Dont care, I am still waiting for replacement of the 50mm/70mm Macros that were discontinued few years back.


----------



## ahsanford (May 20, 2016)

Chaitanya said:


> Dont care, I am still waiting for replacement of the 50mm/70mm Macros that were discontinued few years back.



You are in a minority, then.  A lot of people want this lens.

A non-'focus-by-wire' 85mm f/1.4 portrait lens with speedier AF and better resolution than the 85L _at $899-999_ will sell like hotcakes. That's a hammerlock certainty. 

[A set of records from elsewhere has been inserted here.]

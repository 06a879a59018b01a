//! Reqwest-based HTTP transport for chat completion calls.

use std::sync::Arc;
use std::time::Instant;

use colloquy_core::transport::RETRY_AFTER;
use colloquy_core::{ChatRequest, ChatTransport, TransportResponse};
use reqwest::Client;
use reqwest::header::CONTENT_TYPE;
use tokio::sync::Semaphore;

use crate::{Error, ReqwestConfig, Result};

/// Tracing target for reqwest transport operations.
pub const TRACING_TARGET: &str = "colloquy_reqwest::client";

/// Inner transport state shared between clones.
struct ReqwestTransportInner {
    http: Client,
    permits: Semaphore,
    config: ReqwestConfig,
}

/// Pooled HTTP transport with a bounded number of requests in flight.
///
/// At most `max_connections` requests are sent at once; further callers wait for a
/// slot. Every request carries the resolved key both as `Authorization: Bearer` and
/// as an `api-key` header.
///
/// # Examples
///
/// ```rust,ignore
/// use colloquy_reqwest::{ReqwestConfig, ReqwestTransport};
///
/// let transport = ReqwestTransport::new(ReqwestConfig::from(&llm_config))?;
/// let response = transport.send(&request).await?;
/// ```
#[derive(Clone)]
pub struct ReqwestTransport {
    inner: Arc<ReqwestTransportInner>,
}

impl std::fmt::Debug for ReqwestTransport {
    fn fmt(&self, f: &mut std::fmt::Formatter<'_>) -> std::fmt::Result {
        f.debug_struct("ReqwestTransport")
            .field("config", &self.inner.config)
            .field("available", &self.inner.permits.available_permits())
            .finish_non_exhaustive()
    }
}

impl ReqwestTransport {
    /// Creates a new transport with the given configuration.
    pub fn new(config: ReqwestConfig) -> Result<Self> {
        let timeout = config.effective_timeout();
        let max_connections = config.effective_max_connections();
        let user_agent = config.effective_user_agent();

        tracing::debug!(
            target: TRACING_TARGET,
            timeout_ms = timeout.as_millis(),
            max_connections,
            "Creating reqwest transport"
        );

        let http = Client::builder()
            .timeout(timeout)
            .pool_max_idle_per_host(max_connections)
            .user_agent(&user_agent)
            .build()?;

        let inner = ReqwestTransportInner {
            http,
            permits: Semaphore::new(max_connections),
            config,
        };

        tracing::info!(
            target: TRACING_TARGET,
            max_connections,
            "Reqwest transport created"
        );

        Ok(Self {
            inner: Arc::new(inner),
        })
    }

    /// Gets the transport configuration.
    pub fn config(&self) -> &ReqwestConfig {
        &self.inner.config
    }

    /// Stops accepting requests. Calls waiting for a slot fail immediately.
    pub fn close(&self) {
        self.inner.permits.close();
        tracing::debug!(target: TRACING_TARGET, "Reqwest transport closed");
    }

    /// Returns true once [`close`](Self::close) was called.
    pub fn is_closed(&self) -> bool {
        self.inner.permits.is_closed()
    }

    async fn send_inner(&self, request: &ChatRequest) -> Result<TransportResponse> {
        let _permit = self
            .inner
            .permits
            .acquire()
            .await
            .map_err(|_| Error::Closed)?;

        let started = Instant::now();
        let body = serde_json::to_vec(&request.body)?;

        let http_response = self
            .inner
            .http
            .post(request.url.clone())
            .header(CONTENT_TYPE, "application/json")
            .bearer_auth(&request.api_key)
            .header("api-key", &request.api_key)
            .body(body)
            .send()
            .await?;

        let status = http_response.status().as_u16();
        let retry_after = http_response
            .headers()
            .get(RETRY_AFTER)
            .and_then(|value| value.to_str().ok())
            .map(str::to_owned);
        let body = http_response.bytes().await?;

        tracing::debug!(
            target: TRACING_TARGET,
            status_code = status,
            elapsed_ms = started.elapsed().as_millis(),
            body_bytes = body.len(),
            "Chat completion call finished"
        );

        Ok(TransportResponse {
            status,
            retry_after,
            body,
        })
    }
}

#[async_trait::async_trait]
impl ChatTransport for ReqwestTransport {
    async fn send(&self, request: &ChatRequest) -> colloquy_core::Result<TransportResponse> {
        self.send_inner(request).await.map_err(Into::into)
    }
}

The question is if the (occasionally) flaky Sigma AF at f/1.4 will haunt this lens as well. The 50 Art and 35 Art both have exhibited a nutty AF inconsistency issue that you can't correct with a dock / AFMA. It's a non-issue for manual focusing portraiture or for studio work that you can proof / chimp, but for field work, the 35 and 50 Art AF issue leads to missed shots you may not be able to retake. That's Sigma's #1 challenge with an 85 Art, IMHO, as we know the lens will be sharp.

- A


----------



## cellomaster27 (May 20, 2016)

I hope they could incorporate some weather sealing into it. or IS. But an update to the current 85 is going to be really awesome! time to sell my 85 1.8.


----------



## jebrady03 (May 20, 2016)

used EF 85/1.8 don't fetch much. If you use it, I'd hold on to it for a while because it's unlikely that a Sigma 85 Art will come any time in the next 6 months.


----------



## MrFotoFool (May 20, 2016)

I own this lens and it produces very nice images. When I first got it, it would not autofocus at close range. I sent it in for factory warranty repair (CRIS Camera in Phoenix, an authorized Sigma service center) and since then it works fine.


----------



## [email protected] (May 20, 2016)

If it had both weather sealing and OS, then I might consider switching from my Tamron F/1.8 VC (the one thing that could be improved is a moderate amount of CA). But without both of those, the Tamron will be more useful for me, even given the third of a stop advantage of the Sigma. 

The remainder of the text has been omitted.